» TO DO: The required result is every line of the records that includes "EnvFilter".
+---+
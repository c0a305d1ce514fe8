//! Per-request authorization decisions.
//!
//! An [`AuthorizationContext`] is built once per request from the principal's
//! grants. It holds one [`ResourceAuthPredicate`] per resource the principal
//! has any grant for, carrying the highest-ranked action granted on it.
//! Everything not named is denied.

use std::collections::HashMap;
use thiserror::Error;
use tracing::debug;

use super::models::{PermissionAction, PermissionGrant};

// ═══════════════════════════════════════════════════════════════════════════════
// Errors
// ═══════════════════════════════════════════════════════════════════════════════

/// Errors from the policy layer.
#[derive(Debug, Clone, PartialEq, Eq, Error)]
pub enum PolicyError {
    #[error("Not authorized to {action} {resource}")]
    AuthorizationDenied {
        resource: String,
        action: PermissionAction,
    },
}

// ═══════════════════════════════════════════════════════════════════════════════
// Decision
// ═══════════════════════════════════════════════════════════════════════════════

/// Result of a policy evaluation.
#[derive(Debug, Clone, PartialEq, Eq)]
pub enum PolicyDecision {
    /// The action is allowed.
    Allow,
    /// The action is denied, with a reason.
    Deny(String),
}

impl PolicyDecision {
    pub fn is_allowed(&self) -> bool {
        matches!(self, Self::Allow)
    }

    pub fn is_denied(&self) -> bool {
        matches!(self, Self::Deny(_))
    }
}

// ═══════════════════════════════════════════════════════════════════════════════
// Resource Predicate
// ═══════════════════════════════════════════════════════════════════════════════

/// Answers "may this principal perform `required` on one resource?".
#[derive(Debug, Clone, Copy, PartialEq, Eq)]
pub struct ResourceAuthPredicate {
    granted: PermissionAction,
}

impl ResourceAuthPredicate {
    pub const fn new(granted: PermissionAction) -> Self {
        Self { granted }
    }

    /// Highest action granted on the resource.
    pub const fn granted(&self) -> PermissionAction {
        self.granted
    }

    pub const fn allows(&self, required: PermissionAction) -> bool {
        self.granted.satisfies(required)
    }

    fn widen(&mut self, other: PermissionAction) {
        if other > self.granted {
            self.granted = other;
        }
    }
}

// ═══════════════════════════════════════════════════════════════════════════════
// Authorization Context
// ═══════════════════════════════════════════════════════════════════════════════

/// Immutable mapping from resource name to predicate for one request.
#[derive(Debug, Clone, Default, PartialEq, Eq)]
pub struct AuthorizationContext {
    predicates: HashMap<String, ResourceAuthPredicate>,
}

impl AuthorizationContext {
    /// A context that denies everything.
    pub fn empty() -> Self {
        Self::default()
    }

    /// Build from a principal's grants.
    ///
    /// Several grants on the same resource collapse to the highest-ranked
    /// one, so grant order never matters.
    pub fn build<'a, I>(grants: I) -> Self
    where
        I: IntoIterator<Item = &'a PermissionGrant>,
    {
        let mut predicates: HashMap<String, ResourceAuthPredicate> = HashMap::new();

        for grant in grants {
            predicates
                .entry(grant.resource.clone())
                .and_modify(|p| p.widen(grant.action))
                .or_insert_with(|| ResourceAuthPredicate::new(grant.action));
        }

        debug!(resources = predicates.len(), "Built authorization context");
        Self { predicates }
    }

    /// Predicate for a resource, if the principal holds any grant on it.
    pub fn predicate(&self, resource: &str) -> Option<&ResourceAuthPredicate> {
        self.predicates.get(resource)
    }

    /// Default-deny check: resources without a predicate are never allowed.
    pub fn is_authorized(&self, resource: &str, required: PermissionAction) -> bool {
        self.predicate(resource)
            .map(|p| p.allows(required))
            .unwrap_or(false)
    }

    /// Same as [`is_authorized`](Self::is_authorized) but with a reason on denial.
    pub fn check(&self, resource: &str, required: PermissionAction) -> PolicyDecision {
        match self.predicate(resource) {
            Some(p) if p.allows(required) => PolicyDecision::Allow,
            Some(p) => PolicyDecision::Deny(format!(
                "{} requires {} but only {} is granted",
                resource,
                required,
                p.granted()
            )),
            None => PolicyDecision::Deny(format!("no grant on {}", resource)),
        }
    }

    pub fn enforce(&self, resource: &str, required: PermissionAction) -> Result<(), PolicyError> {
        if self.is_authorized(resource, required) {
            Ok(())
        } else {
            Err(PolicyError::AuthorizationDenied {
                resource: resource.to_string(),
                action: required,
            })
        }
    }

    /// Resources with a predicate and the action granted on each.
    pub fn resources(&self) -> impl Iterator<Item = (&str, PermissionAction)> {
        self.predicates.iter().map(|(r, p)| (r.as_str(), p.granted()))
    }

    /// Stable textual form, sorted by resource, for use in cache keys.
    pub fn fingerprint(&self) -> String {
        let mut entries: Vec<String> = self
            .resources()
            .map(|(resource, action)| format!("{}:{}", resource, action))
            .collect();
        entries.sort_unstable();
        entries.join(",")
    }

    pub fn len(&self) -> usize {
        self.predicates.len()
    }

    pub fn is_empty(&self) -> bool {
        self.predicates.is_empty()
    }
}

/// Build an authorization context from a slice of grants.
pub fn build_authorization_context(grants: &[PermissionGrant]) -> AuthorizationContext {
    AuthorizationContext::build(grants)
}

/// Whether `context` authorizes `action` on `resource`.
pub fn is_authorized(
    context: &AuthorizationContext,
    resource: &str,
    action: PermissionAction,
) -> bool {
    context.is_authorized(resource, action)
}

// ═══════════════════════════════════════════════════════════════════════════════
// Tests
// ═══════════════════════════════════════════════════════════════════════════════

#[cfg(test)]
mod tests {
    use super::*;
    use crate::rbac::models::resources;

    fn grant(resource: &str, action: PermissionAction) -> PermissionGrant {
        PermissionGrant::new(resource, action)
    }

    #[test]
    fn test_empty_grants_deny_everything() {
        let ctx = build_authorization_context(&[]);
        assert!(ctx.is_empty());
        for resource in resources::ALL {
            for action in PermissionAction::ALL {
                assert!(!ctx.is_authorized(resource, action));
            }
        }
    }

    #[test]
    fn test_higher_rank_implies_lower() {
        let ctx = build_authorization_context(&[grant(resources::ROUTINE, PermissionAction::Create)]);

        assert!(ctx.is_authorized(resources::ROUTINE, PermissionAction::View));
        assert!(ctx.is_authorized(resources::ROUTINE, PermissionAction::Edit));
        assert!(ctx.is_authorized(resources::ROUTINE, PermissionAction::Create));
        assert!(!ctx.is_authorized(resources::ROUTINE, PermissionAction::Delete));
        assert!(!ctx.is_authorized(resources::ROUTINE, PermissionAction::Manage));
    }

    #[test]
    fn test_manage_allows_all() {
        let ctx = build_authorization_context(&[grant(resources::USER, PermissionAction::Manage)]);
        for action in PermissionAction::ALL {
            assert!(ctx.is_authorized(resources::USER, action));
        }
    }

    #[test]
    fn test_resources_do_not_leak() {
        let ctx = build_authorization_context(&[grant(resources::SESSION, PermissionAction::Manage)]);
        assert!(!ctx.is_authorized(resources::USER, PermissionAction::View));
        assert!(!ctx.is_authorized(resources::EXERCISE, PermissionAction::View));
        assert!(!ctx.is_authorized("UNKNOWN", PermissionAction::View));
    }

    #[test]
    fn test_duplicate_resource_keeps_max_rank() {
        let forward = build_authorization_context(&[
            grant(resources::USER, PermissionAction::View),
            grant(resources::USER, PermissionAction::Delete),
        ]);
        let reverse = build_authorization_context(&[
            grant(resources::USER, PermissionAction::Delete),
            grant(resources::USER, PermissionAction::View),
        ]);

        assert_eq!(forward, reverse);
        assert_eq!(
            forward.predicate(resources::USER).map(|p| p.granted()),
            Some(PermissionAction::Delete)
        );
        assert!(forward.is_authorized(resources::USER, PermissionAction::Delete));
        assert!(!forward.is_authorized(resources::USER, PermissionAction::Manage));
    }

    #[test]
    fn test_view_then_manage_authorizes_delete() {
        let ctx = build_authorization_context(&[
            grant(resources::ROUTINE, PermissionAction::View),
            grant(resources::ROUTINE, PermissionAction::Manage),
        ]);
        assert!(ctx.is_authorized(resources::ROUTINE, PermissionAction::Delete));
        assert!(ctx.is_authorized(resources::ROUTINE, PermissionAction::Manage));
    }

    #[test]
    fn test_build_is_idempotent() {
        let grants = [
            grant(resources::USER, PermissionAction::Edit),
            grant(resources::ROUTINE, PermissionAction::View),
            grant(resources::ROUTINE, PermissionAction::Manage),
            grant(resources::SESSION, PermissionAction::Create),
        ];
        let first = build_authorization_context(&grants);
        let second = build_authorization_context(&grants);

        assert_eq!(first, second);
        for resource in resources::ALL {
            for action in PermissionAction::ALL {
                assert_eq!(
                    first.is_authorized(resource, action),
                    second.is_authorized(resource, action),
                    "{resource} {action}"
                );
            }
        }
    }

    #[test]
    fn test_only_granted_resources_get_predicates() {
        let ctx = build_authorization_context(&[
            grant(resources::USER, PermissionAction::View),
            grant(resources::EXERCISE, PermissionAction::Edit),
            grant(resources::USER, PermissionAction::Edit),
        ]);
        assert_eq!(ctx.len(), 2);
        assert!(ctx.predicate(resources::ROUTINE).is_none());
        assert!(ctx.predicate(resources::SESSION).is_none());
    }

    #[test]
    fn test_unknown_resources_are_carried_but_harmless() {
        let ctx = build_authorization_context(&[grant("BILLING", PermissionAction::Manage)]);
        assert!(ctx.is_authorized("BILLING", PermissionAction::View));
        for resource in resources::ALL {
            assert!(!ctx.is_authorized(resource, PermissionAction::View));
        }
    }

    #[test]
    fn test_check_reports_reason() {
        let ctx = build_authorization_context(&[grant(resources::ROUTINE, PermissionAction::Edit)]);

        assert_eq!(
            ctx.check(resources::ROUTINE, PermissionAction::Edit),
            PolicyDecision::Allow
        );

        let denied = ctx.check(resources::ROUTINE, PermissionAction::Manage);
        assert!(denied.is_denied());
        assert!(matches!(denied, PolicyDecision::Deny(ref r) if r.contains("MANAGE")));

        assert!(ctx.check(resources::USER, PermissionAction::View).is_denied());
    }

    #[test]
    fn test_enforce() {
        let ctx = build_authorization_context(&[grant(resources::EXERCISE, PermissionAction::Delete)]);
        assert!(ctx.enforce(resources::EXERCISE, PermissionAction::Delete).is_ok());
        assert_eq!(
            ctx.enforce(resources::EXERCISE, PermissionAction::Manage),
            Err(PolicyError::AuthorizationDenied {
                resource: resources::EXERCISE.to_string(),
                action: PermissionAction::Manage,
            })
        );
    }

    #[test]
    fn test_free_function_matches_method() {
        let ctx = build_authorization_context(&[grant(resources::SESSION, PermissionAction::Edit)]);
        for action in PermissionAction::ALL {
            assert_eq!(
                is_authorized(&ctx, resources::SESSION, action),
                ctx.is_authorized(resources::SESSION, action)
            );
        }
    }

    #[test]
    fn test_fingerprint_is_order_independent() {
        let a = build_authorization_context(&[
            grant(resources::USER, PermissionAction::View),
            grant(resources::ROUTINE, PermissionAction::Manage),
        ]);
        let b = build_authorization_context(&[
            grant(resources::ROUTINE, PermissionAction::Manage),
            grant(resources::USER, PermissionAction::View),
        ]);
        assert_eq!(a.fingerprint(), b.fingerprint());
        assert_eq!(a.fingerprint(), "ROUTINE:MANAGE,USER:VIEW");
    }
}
+---+
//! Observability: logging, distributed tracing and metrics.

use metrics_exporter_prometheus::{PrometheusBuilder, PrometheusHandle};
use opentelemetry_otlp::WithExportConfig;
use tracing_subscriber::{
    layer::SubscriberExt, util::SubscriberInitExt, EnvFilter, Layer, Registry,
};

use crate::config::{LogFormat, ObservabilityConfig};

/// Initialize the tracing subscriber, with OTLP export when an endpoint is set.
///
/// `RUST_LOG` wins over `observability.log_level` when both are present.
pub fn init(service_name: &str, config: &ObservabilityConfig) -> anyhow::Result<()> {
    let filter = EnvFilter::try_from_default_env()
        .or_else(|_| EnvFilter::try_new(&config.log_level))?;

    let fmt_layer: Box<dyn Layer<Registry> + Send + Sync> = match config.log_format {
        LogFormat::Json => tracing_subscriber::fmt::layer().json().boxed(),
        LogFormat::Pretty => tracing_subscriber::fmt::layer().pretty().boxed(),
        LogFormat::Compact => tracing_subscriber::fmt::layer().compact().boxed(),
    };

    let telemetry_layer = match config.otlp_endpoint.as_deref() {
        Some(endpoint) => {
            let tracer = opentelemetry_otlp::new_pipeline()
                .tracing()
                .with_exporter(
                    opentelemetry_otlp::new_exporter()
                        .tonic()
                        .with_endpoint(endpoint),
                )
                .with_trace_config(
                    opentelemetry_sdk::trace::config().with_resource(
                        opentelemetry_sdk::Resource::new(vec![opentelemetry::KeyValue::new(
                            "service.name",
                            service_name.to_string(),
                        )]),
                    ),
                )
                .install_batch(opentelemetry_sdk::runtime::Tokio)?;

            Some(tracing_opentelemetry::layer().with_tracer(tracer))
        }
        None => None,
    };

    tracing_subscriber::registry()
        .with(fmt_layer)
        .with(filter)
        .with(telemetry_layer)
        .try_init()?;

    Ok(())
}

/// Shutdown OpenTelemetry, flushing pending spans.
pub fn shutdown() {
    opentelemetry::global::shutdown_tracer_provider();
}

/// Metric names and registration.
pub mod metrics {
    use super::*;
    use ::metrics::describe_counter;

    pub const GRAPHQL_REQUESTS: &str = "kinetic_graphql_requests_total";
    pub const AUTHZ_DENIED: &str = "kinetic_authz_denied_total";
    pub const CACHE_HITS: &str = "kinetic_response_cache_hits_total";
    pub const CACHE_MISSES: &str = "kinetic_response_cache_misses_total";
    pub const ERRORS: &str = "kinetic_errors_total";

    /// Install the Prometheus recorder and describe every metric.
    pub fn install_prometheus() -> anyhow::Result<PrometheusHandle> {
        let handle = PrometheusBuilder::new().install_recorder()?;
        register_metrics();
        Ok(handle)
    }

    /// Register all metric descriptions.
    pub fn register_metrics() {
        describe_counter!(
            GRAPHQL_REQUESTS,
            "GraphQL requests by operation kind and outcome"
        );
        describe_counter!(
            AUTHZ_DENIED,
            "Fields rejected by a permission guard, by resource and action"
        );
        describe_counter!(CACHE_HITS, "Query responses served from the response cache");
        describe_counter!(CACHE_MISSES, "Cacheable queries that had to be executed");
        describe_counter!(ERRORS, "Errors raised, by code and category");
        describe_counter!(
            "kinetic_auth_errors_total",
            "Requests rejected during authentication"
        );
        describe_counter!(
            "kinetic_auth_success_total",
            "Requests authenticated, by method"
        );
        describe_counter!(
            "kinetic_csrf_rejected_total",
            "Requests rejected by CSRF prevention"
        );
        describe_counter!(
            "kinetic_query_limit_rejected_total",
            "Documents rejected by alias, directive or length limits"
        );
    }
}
+---+
» COMPLETED EXERCISE:
    layer::SubscriberExt, util::SubscriberInitExt, EnvFilter, Layer, Registry,
    let filter = EnvFilter::try_from_default_env()
        .or_else(|_| EnvFilter::try_new(&config.log_level))?;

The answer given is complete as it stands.